Non-breaking additions (new optional fields, new message types, new error codes) ship in v1 without ceremony — both sides should ignore unknown fields and unknown `type` values.
## Open questions
- **Session expiry while connected.** Directus session cookies have a finite lifetime. The WebSocket connection's already-validated identity is unaffected for as long as the connection stays open — the producer authorised once at upgrade and doesn't re-check. If the session expires server-side, the SPA's next REST call (or its periodic `/users/me` ping, if added) will fail with 401, the SPA will redirect to login, and on re-login the SPA reconnects the WebSocket — which re-validates. Pilot answer: producer never re-validates mid-connection. Phase 3 hardening can revisit if real-world session durations make this feel wrong.
- **Device-to-event resolution snapshot freshness.** The snapshot includes "every device registered to the event"; that registration set may change while a client is subscribed. Initial answer: subscription holds the registration set captured at subscribe time; new entries added mid-event don't appear until the client reconnects. Acceptable for pilot.
- **Faulty-flag visibility.** When an operator flips a position's `faulty=true` flag in [[directus]], should the live channel emit a correction? Current answer: no — faulty flagging is post-hoc operator review, not a live concern. Live map shows whatever was streamed at the time. The recompute pipeline ([[processor]] faulty position handling) corrects derived data, not the live history.

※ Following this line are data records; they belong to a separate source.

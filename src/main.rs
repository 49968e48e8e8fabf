use clap::Command;

use totp::cmd::{self, CommandType};
use totp::totp::Clock;
use totp::writer::TotpWriter;

fn main() {
    let matches = Command::new("totp")
        .about("Generate RFC 6238 time-based one-time passwords")
        .arg_required_else_help(true)
        .subcommand(cmd::get::subcommand())
        .subcommand(cmd::generate::subcommand())
        .get_matches();

    let mut writer = TotpWriter::new();

    match matches.subcommand() {
        Some((cmd, get_args)) if cmd == CommandType::Get.as_str() => {
            cmd::get::run_get(get_args, &Clock::new(), &mut writer)
        }
        Some((cmd, _)) if cmd == CommandType::Generate.as_str() => {
            cmd::generate::run_generate(&mut writer)
        }
        _ => eprintln!("Unknown command"),
    }
}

- **Replay-mode endpoint.** Out of v1 scope. A future `event:<id>:replay` topic could stream historical positions at a chosen speed. Defer.
## Cross-references
- [[live-channel-architecture]] — architectural rationale and dual-channel design.
- [[processor]] — the entity nominally hosting this endpoint (subject to the Implementation status note above).
- [[react-spa]] — the consumer.
- [[maps-architecture]] — consumer-side throughput discipline (rAF coalescer) that this contract is consumed through.
- [[traccar-maps-architecture]] — the working production reference whose WS contract shape this draws from (with refinements for our needs).
- [[directus]] — auth source (cookie validator) and the data source for event/device/org metadata the SPA looks up alongside the live stream.